Daniel Barenboim is particularly a shining star for me. Not only is he a tremendous musician and artist, but his whole outlook and worldview is very powerful and compelling, imo. Far be it for me to tell Jews who to look toward or emulate, but I want to say, ‘psst, look over there, here’s someone who’s got maybe a deeper & healthier relation toward the world and human family as a whole than we perhaps commonly see among many right-wing Israelis and right-wing nationalist Jewish Americans’.
One of the things that’s powerful about Barenboim is how he inhabits various cultural fault lines and fissures in a striking way (we see this perhaps most intensely in his deep love and attachment to the music of Wagner). He understands the interconnectedness of Western culture and world culture, how say it’s pretty difficult to musically/artistically understand Mahler and Schoenberg without understanding Wagner and so on. He’s an old Enlightenment universalist; he seems to see the whole while respecting difference. And that’s pretty rare in our current era of ethnic chauvinism and identity politics.
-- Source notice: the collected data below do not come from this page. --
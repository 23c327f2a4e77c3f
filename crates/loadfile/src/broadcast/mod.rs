//! Broadcasting of job events for real-time consumers.

pub mod job_events;

pub use job_events::{JobEvent, JobEventBroadcaster};
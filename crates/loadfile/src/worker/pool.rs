use std::panic::{catch_unwind, AssertUnwindSafe};
use std::sync::atomic::{AtomicBool, Ordering};
use std::sync::Arc;
use std::thread::{self, JoinHandle};
use std::time::Duration;

use crossbeam_channel::{bounded, Receiver, Sender, TrySendError};
use log::{debug, error, info, warn};

use crate::error::WorkerError;
use crate::orchestrator::Orchestrator;
use crate::worker::job::{panic_message, RunReport};

/// Fixed set of threads running [`Orchestrator::run`] for submitted job ids.
pub struct WorkerPool {
    job_sender: Sender<String>,
    result_receiver: Receiver<RunReport>,
    workers: Vec<JoinHandle<()>>,
    shutdown: Arc<AtomicBool>,
}

impl WorkerPool {
    /// Starts `worker_count` threads reading from a queue that holds at
    /// most `queue_capacity` job ids.
    pub fn new(
        orchestrator: Orchestrator,
        worker_count: usize,
        queue_capacity: usize,
    ) -> Result<Self, WorkerError> {
        if worker_count == 0 {
            return Err(WorkerError::SpawnFailed(
                "worker_count must be > 0".to_string(),
            ));
        }

        let (job_sender, job_receiver) = bounded::<String>(queue_capacity.max(1));
        let (result_sender, result_receiver) = bounded::<RunReport>(queue_capacity.max(1));
        let shutdown = Arc::new(AtomicBool::new(false));

        let mut workers = Vec::with_capacity(worker_count);

        for worker_id in 0..worker_count {
            let job_rx = job_receiver.clone();
            let result_tx = result_sender.clone();
            let shutdown_flag = Arc::clone(&shutdown);
            let worker_orchestrator = orchestrator.clone();

            let handle = thread::Builder::new()
                .name(format!("loadfile-worker-{}", worker_id))
                .spawn(move || {
                    run_worker(
                        worker_id,
                        job_rx,
                        result_tx,
                        shutdown_flag,
                        worker_orchestrator,
                    );
                })
                .map_err(|e| WorkerError::SpawnFailed(e.to_string()))?;

            workers.push(handle);
        }

        info!("Started {} workers", worker_count);

        Ok(Self {
            job_sender,
            result_receiver,
            workers,
            shutdown,
        })
    }

    /// Queues a job id. Blocks while the queue is full.
    pub fn submit(&self, job_id: &str) -> Result<(), WorkerError> {
        if self.shutdown.load(Ordering::Relaxed) {
            return Err(WorkerError::ChannelClosed);
        }

        self.job_sender
            .send(job_id.to_string())
            .map_err(|_| WorkerError::ChannelClosed)
    }

    /// Queues a job id without waiting. A full queue is reported as
    /// [`WorkerError::QueueFull`] and the id is not queued.
    pub fn try_submit(&self, job_id: &str) -> Result<(), WorkerError> {
        if self.shutdown.load(Ordering::Relaxed) {
            return Err(WorkerError::ChannelClosed);
        }

        match self.job_sender.try_send(job_id.to_string()) {
            Ok(()) => Ok(()),
            Err(TrySendError::Full(id)) => Err(WorkerError::QueueFull(id)),
            Err(TrySendError::Disconnected(_)) => Err(WorkerError::ChannelClosed),
        }
    }

    pub fn try_recv_result(&self) -> Option<RunReport> {
        self.result_receiver.try_recv().ok()
    }

    pub fn recv_result_timeout(&self, timeout: Duration) -> Option<RunReport> {
        self.result_receiver.recv_timeout(timeout).ok()
    }

    /// Asks workers to stop after their current job. Queued ids that were
    /// not picked up stay `PENDING`.
    pub fn shutdown(&self) {
        info!("Shutting down worker pool...");
        self.shutdown.store(true, Ordering::Relaxed);
    }

    /// Closes the queue and joins every worker. Without a prior
    /// [`shutdown`](Self::shutdown) the queue is drained first.
    pub fn wait(self) {
        // Drop sender to signal workers to exit
        drop(self.job_sender);

        for (i, worker) in self.workers.into_iter().enumerate() {
            if let Err(e) = worker.join() {
                error!("Worker {} panicked: {:?}", i, e);
            } else {
                debug!("Worker {} finished", i);
            }
        }

        info!("All workers have stopped");
    }

    pub fn is_shutdown(&self) -> bool {
        self.shutdown.load(Ordering::Relaxed)
    }

    pub fn worker_count(&self) -> usize {
        self.workers.len()
    }
}

fn run_worker(
    worker_id: usize,
    job_receiver: Receiver<String>,
    result_sender: Sender<RunReport>,
    shutdown: Arc<AtomicBool>,
    orchestrator: Orchestrator,
) {
    debug!("Worker {} started", worker_id);

    loop {
        if shutdown.load(Ordering::Relaxed) {
            debug!("Worker {} received shutdown signal", worker_id);
            break;
        }

        match job_receiver.recv_timeout(Duration::from_millis(100)) {
            Ok(job_id) => {
                debug!("Worker {} processing job {}", worker_id, job_id);
                let report = handle_job(&orchestrator, &job_id);

                match result_sender.try_send(report) {
                    Ok(()) => {}
                    Err(TrySendError::Full(report)) => {
                        debug!(
                            "Result queue full, dropping report for job {}",
                            report.job_id()
                        );
                    }
                    Err(TrySendError::Disconnected(_)) => {
                        debug!("Worker {} result channel disconnected", worker_id);
                    }
                }
            }
            Err(crossbeam_channel::RecvTimeoutError::Timeout) => {
                continue;
            }
            Err(crossbeam_channel::RecvTimeoutError::Disconnected) => {
                debug!("Worker {} job channel disconnected", worker_id);
                break;
            }
        }
    }

    debug!("Worker {} stopped", worker_id);
}

fn handle_job(orchestrator: &Orchestrator, job_id: &str) -> RunReport {
    match catch_unwind(AssertUnwindSafe(|| orchestrator.run(job_id))) {
        Ok(Ok(outcome)) => RunReport::Finished(outcome),
        Ok(Err(e)) => {
            error!("Job {} could not be run: {}", job_id, e);
            if let Err(abort_err) = orchestrator.abort(job_id, &e.to_string()) {
                warn!("Failed to abort job {}: {}", job_id, abort_err);
            }
            RunReport::LedgerFailed {
                job_id: job_id.to_string(),
                message: e.to_string(),
            }
        }
        Err(payload) => {
            let message = panic_message(payload.as_ref());
            error!("Job {} panicked: {}", job_id, message);
            if let Err(e) = orchestrator.abort(job_id, &message) {
                warn!("Failed to abort job {}: {}", job_id, e);
            }
            RunReport::Panicked {
                job_id: job_id.to_string(),
                message,
            }
        }
    }
}
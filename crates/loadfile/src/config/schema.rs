use std::path::PathBuf;

use serde::{Deserialize, Serialize};

use crate::extract::{ExtractionLimits, DEFAULT_MAX_ITEM_BYTES};

#[derive(Debug, Clone, Serialize, Deserialize)]
pub struct IngestConfig {
    pub version: String,
    #[serde(default = "default_storage_root")]
    pub storage_root: PathBuf,
    #[serde(default = "default_database_path")]
    pub database_path: PathBuf,
    #[serde(default = "default_worker_count")]
    pub worker_count: usize,
    #[serde(default = "default_queue_capacity")]
    pub queue_capacity: usize,
    #[serde(default)]
    pub extraction: ExtractionConfig,
    #[serde(default)]
    pub logging: LogConfig,
}

impl IngestConfig {
    /// A default configuration rooted at explicit paths.
    pub fn with_paths<S: Into<PathBuf>, D: Into<PathBuf>>(storage_root: S, database_path: D) -> Self {
        Self {
            storage_root: storage_root.into(),
            database_path: database_path.into(),
            ..Self::default()
        }
    }
}

impl Default for IngestConfig {
    fn default() -> Self {
        Self {
            version: CONFIG_VERSION.to_string(),
            storage_root: default_storage_root(),
            database_path: default_database_path(),
            worker_count: default_worker_count(),
            queue_capacity: default_queue_capacity(),
            extraction: ExtractionConfig::default(),
            logging: LogConfig::default(),
        }
    }
}

pub const CONFIG_VERSION: &str = "1.0";

fn loadfile_home() -> PathBuf {
    dirs::home_dir()
        .map(|h| h.join(".loadfile"))
        .unwrap_or_else(|| PathBuf::from(".loadfile"))
}

fn default_storage_root() -> PathBuf {
    loadfile_home().join("storage")
}

fn default_database_path() -> PathBuf {
    crate::db::default_database_path().unwrap_or_else(|| loadfile_home().join("data").join("loadfile.db"))
}

fn default_worker_count() -> usize {
    num_cpus::get()
}

fn default_queue_capacity() -> usize {
    64
}

#[derive(Debug, Clone, Serialize, Deserialize)]
pub struct ExtractionConfig {
    #[serde(default = "default_max_item_bytes")]
    pub max_item_bytes: u64,
    /// Required local name of each document's root element.
    #[serde(default)]
    pub expected_root: Option<String>,
}

fn default_max_item_bytes() -> u64 {
    DEFAULT_MAX_ITEM_BYTES
}

impl Default for ExtractionConfig {
    fn default() -> Self {
        Self {
            max_item_bytes: DEFAULT_MAX_ITEM_BYTES,
            expected_root: None,
        }
    }
}

impl ExtractionConfig {
    pub fn limits(&self) -> ExtractionLimits {
        ExtractionLimits {
            max_item_bytes: self.max_item_bytes,
        }
    }
}

#[derive(Debug, Clone, Copy, PartialEq, Eq, Default, Serialize, Deserialize)]
#[serde(rename_all = "lowercase")]
pub enum LogFormat {
    #[default]
    Text,
    Json,
}

#[derive(Debug, Clone, Serialize, Deserialize)]
pub struct LogConfig {
    #[serde(default = "default_log_level")]
    pub level: String,
    #[serde(default)]
    pub format: LogFormat,
}

fn default_log_level() -> String {
    "info".to_string()
}

impl Default for LogConfig {
    fn default() -> Self {
        Self {
            level: default_log_level(),
            format: LogFormat::Text,
        }
    }
}
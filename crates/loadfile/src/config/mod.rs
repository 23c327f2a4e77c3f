pub mod loader;
pub mod schema;

pub use loader::{
    apply_env_overrides, load_config, load_config_from_str, validate_config, DATABASE_ENV,
    LEGACY_STORAGE_DIR_ENV, STORAGE_DIR_ENV,
};
pub use schema::{ExtractionConfig, IngestConfig, LogConfig, LogFormat, CONFIG_VERSION};
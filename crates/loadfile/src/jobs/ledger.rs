//! The job ledger: durable, transition-guarded job records and their errors.
//!
//! Every mutation runs inside one SQLite transaction on the shared
//! connection, so readers never observe a half-applied update (a status
//! without its counters, or an error row without the counter bump).

use chrono::Utc;
use rusqlite::Connection;

use super::model::{
    format_timestamp, ItemCounters, ItemOutcome, Job, JobError, JobStatus, NewJob,
};
use super::ErrorCode;
use crate::db::job_repo::{self, InsertOutcome, JobRow};
use crate::db::{job_error_repo, tenant_repo, Database};
use crate::error::{ItemError, LedgerError};
use crate::hasher::Fingerprint;

/// Result of [`JobLedger::create`].
#[derive(Debug, Clone, PartialEq)]
pub enum CreateOutcome {
    /// A new `PENDING` job was recorded.
    Created(Job),
    /// The tenant already had a job for this fingerprint.
    Existing(Job),
}

impl CreateOutcome {
    pub fn job(&self) -> &Job {
        match self {
            CreateOutcome::Created(job) | CreateOutcome::Existing(job) => job,
        }
    }

    pub fn into_job(self) -> Job {
        match self {
            CreateOutcome::Created(job) | CreateOutcome::Existing(job) => job,
        }
    }

    pub fn is_created(&self) -> bool {
        matches!(self, CreateOutcome::Created(_))
    }
}

/// Typed listing filter.
#[derive(Debug, Clone, Default)]
pub struct JobQuery {
    pub tenant_id: Option<String>,
    pub status: Option<JobStatus>,
    pub limit: Option<u64>,
    pub offset: Option<u64>,
}

/// A page of jobs plus the total number matching the filter.
#[derive(Debug, Clone)]
pub struct JobPage {
    pub jobs: Vec<Job>,
    pub total: u64,
}

#[derive(Clone)]
pub struct JobLedger {
    db: Database,
}

impl JobLedger {
    pub fn new(db: Database) -> Self {
        Self { db }
    }

    pub fn database(&self) -> &Database {
        &self.db
    }

    pub fn tenant_exists(&self, tenant_id: &str) -> Result<bool, LedgerError> {
        self.db
            .with_conn(|conn| Ok(tenant_repo::exists(conn, tenant_id)?))
    }

    /// Looks up the job a tenant already has for a fingerprint.
    pub fn find_existing(
        &self,
        tenant_id: &str,
        digest: &Fingerprint,
    ) -> Result<Option<Job>, LedgerError> {
        self.db.with_conn(|conn| {
            job_repo::find_by_tenant_digest(conn, tenant_id, digest.as_str())?
                .map(Job::try_from)
                .transpose()
        })
    }

    /// Records a new `PENDING` job, or returns the job that already holds
    /// `(tenant_id, digest)`. Two racing creators get the same job back.
    pub fn create(&self, new_job: NewJob) -> Result<CreateOutcome, LedgerError> {
        let now = format_timestamp(Utc::now());
        let row = JobRow {
            id: uuid::Uuid::new_v4().to_string(),
            tenant_id: new_job.tenant_id,
            digest: new_job.digest.as_str().to_string(),
            filename: new_job.filename,
            media_type: new_job.media_type,
            size_bytes: new_job.size_bytes as i64,
            status: JobStatus::Pending.as_str().to_string(),
            items_total: 0,
            items_succeeded: 0,
            items_failed: 0,
            error: None,
            created_at: now.clone(),
            updated_at: now,
            completed_at: None,
        };

        self.db.with_tx(|tx| match job_repo::insert(tx, &row)? {
            InsertOutcome::Inserted => {
                log::debug!("Created job {} for tenant {}", row.id, row.tenant_id);
                Ok(CreateOutcome::Created(Job::try_from(row.clone())?))
            }
            InsertOutcome::Duplicate => {
                let existing = job_repo::find_by_tenant_digest(tx, &row.tenant_id, &row.digest)?
                    .ok_or_else(|| LedgerError::NotFound(row.digest.clone()))?;
                log::debug!(
                    "Tenant {} already has job {} for digest {}",
                    row.tenant_id,
                    existing.id,
                    row.digest
                );
                Ok(CreateOutcome::Existing(Job::try_from(existing)?))
            }
        })
    }

    pub fn find(&self, job_id: &str) -> Result<Option<Job>, LedgerError> {
        self.db.with_conn(|conn| {
            job_repo::find_by_id(conn, job_id)?
                .map(Job::try_from)
                .transpose()
        })
    }

    pub fn get(&self, job_id: &str) -> Result<Job, LedgerError> {
        self.find(job_id)?
            .ok_or_else(|| LedgerError::NotFound(job_id.to_string()))
    }

    /// Moves a job along the state machine. When `counters` is given they
    /// replace the stored tallies in the same transaction.
    pub fn transition(
        &self,
        job_id: &str,
        to: JobStatus,
        counters: Option<ItemCounters>,
    ) -> Result<Job, LedgerError> {
        self.db.with_tx(|tx| {
            let now = format_timestamp(Utc::now());
            apply_transition(tx, job_id, to, &now, None)?;
            if let Some(c) = counters {
                job_repo::set_counters_if(
                    tx,
                    job_id,
                    to.as_str(),
                    c.total as i64,
                    c.succeeded as i64,
                    c.failed as i64,
                    &now,
                )?;
            }
            load(tx, job_id)
        })
    }

    /// Ends a `PROCESSING` job in `ERROR`, recording a job-level error
    /// named after the uploaded file. Counters keep whatever was recorded.
    pub fn fail(&self, job_id: &str, code: ErrorCode, message: &str) -> Result<Job, LedgerError> {
        self.db.with_tx(|tx| {
            let now = format_timestamp(Utc::now());
            let summary = format!("{}: {}", code, message);
            let row = apply_transition(tx, job_id, JobStatus::Error, &now, Some(&summary))?;
            job_error_repo::append(
                tx,
                job_id,
                &row.filename,
                code.as_str(),
                message,
                &serde_json::Value::Null,
                &now,
            )?;
            load(tx, job_id)
        })
    }

    /// Records the outcome of one attempted item.
    pub fn record_item(
        &self,
        job_id: &str,
        item_name: &str,
        outcome: &ItemOutcome,
    ) -> Result<ItemCounters, LedgerError> {
        match outcome {
            ItemOutcome::Succeeded => self.record_success(job_id),
            ItemOutcome::Failed(error) => self.record_failure(job_id, item_name, error),
        }
    }

    /// Counts one item as succeeded.
    pub fn record_success(&self, job_id: &str) -> Result<ItemCounters, LedgerError> {
        self.db.with_tx(|tx| {
            let now = format_timestamp(Utc::now());
            bump_counters(tx, job_id, 1, 0, &now)?;
            Ok(load(tx, job_id)?.counters)
        })
    }

    /// Counts one item as failed and appends its error, atomically.
    pub fn record_failure(
        &self,
        job_id: &str,
        item_name: &str,
        error: &ItemError,
    ) -> Result<ItemCounters, LedgerError> {
        self.db.with_tx(|tx| {
            let now = format_timestamp(Utc::now());
            bump_counters(tx, job_id, 0, 1, &now)?;
            job_error_repo::append(
                tx,
                job_id,
                item_name,
                error.code.as_str(),
                &error.message,
                &error.context,
                &now,
            )?;
            Ok(load(tx, job_id)?.counters)
        })
    }

    /// All errors of a job in the order they were recorded.
    pub fn errors(&self, job_id: &str) -> Result<Vec<JobError>, LedgerError> {
        self.db.with_conn(|conn| {
            job_error_repo::list_for_job(conn, job_id)?
                .into_iter()
                .map(JobError::try_from)
                .collect()
        })
    }

    pub fn error_count(&self, job_id: &str) -> Result<u64, LedgerError> {
        self.db
            .with_conn(|conn| Ok(job_error_repo::count_for_job(conn, job_id)?))
    }

    /// Lists jobs newest first.
    pub fn list(&self, query: &JobQuery) -> Result<JobPage, LedgerError> {
        let filter = job_repo::JobFilter {
            tenant_id: query.tenant_id.clone(),
            status: query.status.map(|s| s.as_str().to_string()),
            limit: query.limit,
            offset: query.offset,
        };
        self.db.with_conn(|conn| {
            let (rows, total) = job_repo::query(conn, &filter)?;
            let jobs = rows
                .into_iter()
                .map(Job::try_from)
                .collect::<Result<Vec<_>, _>>()?;
            Ok(JobPage { jobs, total })
        })
    }

    /// IDs of all jobs currently in `status`, oldest first.
    pub fn list_by_status(&self, status: JobStatus) -> Result<Vec<String>, LedgerError> {
        self.db
            .with_conn(|conn| Ok(job_repo::ids_by_status(conn, status.as_str())?))
    }
}

fn load(conn: &Connection, job_id: &str) -> Result<Job, LedgerError> {
    job_repo::find_by_id(conn, job_id)?
        .ok_or_else(|| LedgerError::NotFound(job_id.to_string()))
        .and_then(Job::try_from)
}

fn current_status(row: &JobRow) -> Result<JobStatus, LedgerError> {
    JobStatus::parse(&row.status).ok_or_else(|| LedgerError::CorruptRow {
        job_id: row.id.clone(),
        reason: format!("unknown status '{}'", row.status),
    })
}

/// Checks and applies one transition, returning the row as it was before.
fn apply_transition(
    conn: &Connection,
    job_id: &str,
    to: JobStatus,
    now: &str,
    error: Option<&str>,
) -> Result<JobRow, LedgerError> {
    let row = job_repo::find_by_id(conn, job_id)?
        .ok_or_else(|| LedgerError::NotFound(job_id.to_string()))?;
    let from = current_status(&row)?;

    let illegal = || LedgerError::IllegalTransition {
        job_id: job_id.to_string(),
        from,
        to,
    };
    if !from.can_transition_to(to) {
        return Err(illegal());
    }

    let completed_at = to.is_terminal().then_some(now);
    if !job_repo::update_status_if(
        conn,
        job_id,
        from.as_str(),
        to.as_str(),
        now,
        completed_at,
        error,
    )? {
        return Err(illegal());
    }

    log::debug!("Job {} {} -> {}", job_id, from, to);
    Ok(row)
}

fn bump_counters(
    conn: &Connection,
    job_id: &str,
    succeeded: i64,
    failed: i64,
    now: &str,
) -> Result<(), LedgerError> {
    let processing = JobStatus::Processing.as_str();
    if job_repo::increment_counters_if(conn, job_id, processing, succeeded, failed, now)? {
        return Ok(());
    }

    match job_repo::find_by_id(conn, job_id)? {
        None => Err(LedgerError::NotFound(job_id.to_string())),
        Some(row) => Err(LedgerError::NotProcessing {
            job_id: job_id.to_string(),
            status: current_status(&row)?,
        }),
    }
}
(Plus, he lives in Berlin and that’s a cool city.)
Yes, I’m with you on Barenboim, one of my heroes too. Here are a few more including Israelis (& I’m going back a ways): Jacob Talmon, Yeshaia Leibowitz, Nechama Leibowitz, Abie Nathan, Nahum Goldman, Pierre Mendes France, Grace Paley, David Broza, Paul Simon, Ahad HaAm, Arthur Hertzberg.
And Naomi Klein, of course! She is massively cool. She’s right up there, I’ll put her after Proust. How could I leave her out?!!